I'd be careful labeling Ruby as "functional". The only
"functional" about Ruby is that with lambda you can have
anonymous functions which you can pass around. The core feature
of funct
Sorry, somehow I hit the wrong button and GMail just sent off the
email. What I wanted to say:
I'd be careful labeling Ruby as "functional". The only "functional"
about Ruby is that with lambda you can have anonymous functions
which you can pass around and create higher order functions. The
core feature of functional programming for me was always functions
without side effects. And that is not part of Ruby. Of course, you
_can_ code lambdas without side effects - but the language does not
enforce this.
Kind regards
robert
I agree with you. I am very careful with when I write statements like
that hence I said "style" as in functional style. I am very used to That
lambda is important though. It is essentially the primitive of
functional programming( i.e. everything can be build from combination of
lambdas) though it would be not very efficient and is something which
may be explained from a pure "theoretical language" it's neat to know.
Some people have ported base scheme implementations to ruby( as those
guys port that language to everything) with just the lambda (once again
neat but not really useful)... bus scheme I believe is one which is the
main 7( or 9) original lisp primitives in 40 lines of code.

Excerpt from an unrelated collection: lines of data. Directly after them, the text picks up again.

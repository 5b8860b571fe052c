//! Recommender session
//!
//! Draws a random book matching the selected genre and length, and
//! remembers the current pick so it can be saved to the reading list.

use rand::Rng;
use tracing::debug;

use crate::catalog::Catalog;
use crate::error::{ReadifyError, Result};
use crate::models::{Book, Genre, Length, Selection};
use crate::query::{filter_by_genre_and_length, pick_random};

/// Stateful "pick / pick again" session over a catalog
pub struct Recommender<R: Rng> {
    rng: R,
    current: Option<u32>,
}

impl<R: Rng> Recommender<R> {
    pub fn new(rng: R) -> Self {
        Self { rng, current: None }
    }

    /// Draw a new recommendation
    ///
    /// On `Empty` the previous pick is discarded.
    pub fn pick<'a>(
        &mut self,
        catalog: &'a Catalog,
        genre: Selection<Genre>,
        length: Selection<Length>,
    ) -> Result<&'a Book> {
        let candidates = filter_by_genre_and_length(catalog.all_books(), genre, length);
        match pick_random(&candidates, &mut self.rng) {
            Ok(book) => {
                debug!(
                    "Picked book {} from {} candidate(s)",
                    book.id,
                    candidates.len()
                );
                self.current = Some(book.id);
                Ok(*book)
            }
            Err(e) => {
                self.current = None;
                Err(e)
            }
        }
    }

    /// Id of the current pick, if any
    pub fn current(&self) -> Option<u32> {
        self.current
    }

    /// The current pick, or `NoSelection` if nothing has been picked
    pub fn current_book<'a>(&self, catalog: &'a Catalog) -> Result<&'a Book> {
        let id = self.current.ok_or(ReadifyError::NoSelection)?;
        catalog.find_by_id(id)
    }
}
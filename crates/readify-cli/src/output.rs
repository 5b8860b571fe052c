//! Output formatting for CLI
//!
//! Provides consistent output formatting across all commands:
//! - Human-readable default output
//! - JSON output (--json flag)
//! - Quiet mode for scripting (--quiet flag)

use serde::Serialize;

use readify_core::{Book, ReadingListEntry};

/// Output format options
#[derive(Debug, Clone, Copy, PartialEq, Eq)]
pub enum OutputFormat {
    /// Human-readable output (default)
    Human,
    /// JSON output
    Json,
    /// Quiet mode - minimal output
    Quiet,
}

impl OutputFormat {
    /// Create format from CLI flags
    pub fn from_flags(json: bool, quiet: bool) -> Self {
        if quiet {
            OutputFormat::Quiet
        } else if json {
            OutputFormat::Json
        } else {
            OutputFormat::Human
        }
    }
}

/// Output helper for consistent formatting
pub struct Output {
    /// The output format
    pub format: OutputFormat,
}

impl Output {
    pub fn new(format: OutputFormat) -> Self {
        Self { format }
    }

    /// Print any serializable value as pretty JSON
    pub fn json<T: Serialize + ?Sized>(&self, value: &T) {
        match serde_json::to_string_pretty(value) {
            Ok(s) => println!("{}", s),
            Err(e) => eprintln!("Failed to encode output: {}", e),
        }
    }

    /// Print a single book with its details
    pub fn print_book(&self, book: &Book) {
        match self.format {
            OutputFormat::Human => {
                println!("ID:       {}", book.id);
                println!("Title:    {}", book.title);
                println!("Author:   {}", book.author);
                println!("Genre:    {}", book.genre);
                println!("Length:   {}", book.length);
                println!();
                println!("{}", book.synopsis);

                if !book.series.is_empty() {
                    println!();
                    println!("── Series ──");
                    for related in &book.series {
                        println!("  {}", related);
                    }
                }

                if !book.reviews.is_empty() {
                    println!();
                    println!("── Reviews ({}) ──", book.reviews.len());
                    for review in &book.reviews {
                        println!(
                            "[{}] {}: {}",
                            review.rating,
                            review.reviewer,
                            truncate(&review.comment, 60)
                        );
                    }
                }
            }
            OutputFormat::Json => self.json(book),
            OutputFormat::Quiet => println!("{}", book.id),
        }
    }

    /// Print a list of books
    pub fn print_books(&self, books: &[&Book]) {
        match self.format {
            OutputFormat::Human => {
                if books.is_empty() {
                    self.no_matches();
                    return;
                }
                for book in books {
                    println!(
                        "{:>3} | {} | {} | {}",
                        book.id,
                        truncate(&book.title, 40),
                        truncate(&book.author, 25),
                        book.genre
                    );
                }
                println!("\n{} book(s)", books.len());
            }
            OutputFormat::Json => self.json(books),
            OutputFormat::Quiet => {
                for book in books {
                    println!("{}", book.id);
                }
            }
        }
    }

    /// Print the saved reading list
    pub fn print_reading_list(&self, entries: &[ReadingListEntry]) {
        match self.format {
            OutputFormat::Human => {
                if entries.is_empty() {
                    println!("Your reading list is empty.");
                    return;
                }
                for entry in entries {
                    println!("{:>3} | {} by {}", entry.id, entry.title, entry.author);
                }
                println!("\n{} book(s)", entries.len());
            }
            OutputFormat::Json => self.json(entries),
            OutputFormat::Quiet => {
                for entry in entries {
                    println!("{}", entry.id);
                }
            }
        }
    }

    /// The empty-result message shared by browse and recommend
    pub fn no_matches(&self) {
        self.message("No books match your selection.");
        if self.format == OutputFormat::Human {
            println!("Try a different filter.");
        }
    }

    /// Print a success message
    pub fn success(&self, message: &str) {
        match self.format {
            OutputFormat::Human => println!("✓ {}", message),
            OutputFormat::Json => {
                println!(
                    "{}",
                    serde_json::json!({"status": "success", "message": message})
                );
            }
            OutputFormat::Quiet => {}
        }
    }

    /// Print an informational message
    pub fn message(&self, msg: &str) {
        match self.format {
            OutputFormat::Human => println!("{}", msg),
            OutputFormat::Json => {
                println!("{}", serde_json::json!({"message": msg}));
            }
            OutputFormat::Quiet => {}
        }
    }
}

/// Truncate a string to max characters, adding "..." if truncated
fn truncate(s: &str, max_len: usize) -> String {
    if s.chars().count() <= max_len {
        s.to_string()
    } else {
        let kept: String = s.chars().take(max_len.saturating_sub(3)).collect();
        format!("{}...", kept)
    }
}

Though from an analytical point of view it's refreshing when the
language creator explains his motivations when creating ruby:
http://blade.nagaokaut.ac.jp/cgi-bin/scat.rb/ruby/ruby-talk/179642
How Emacs changed my life | PPT
There are some others besides lambda and eval in recent ruby releases
such as both callcc and curry. But lambda the ultimate for those who are
into language creation. I recall a higher order cons enumerators. But it
wasn't a pure cons (each_cons maybe). If we had cons we could create our
own literals and further car/cdr would simply be aliases to first and
*rest of the list which for the most part is basically an array with
whitespace instead of commas for delimitation.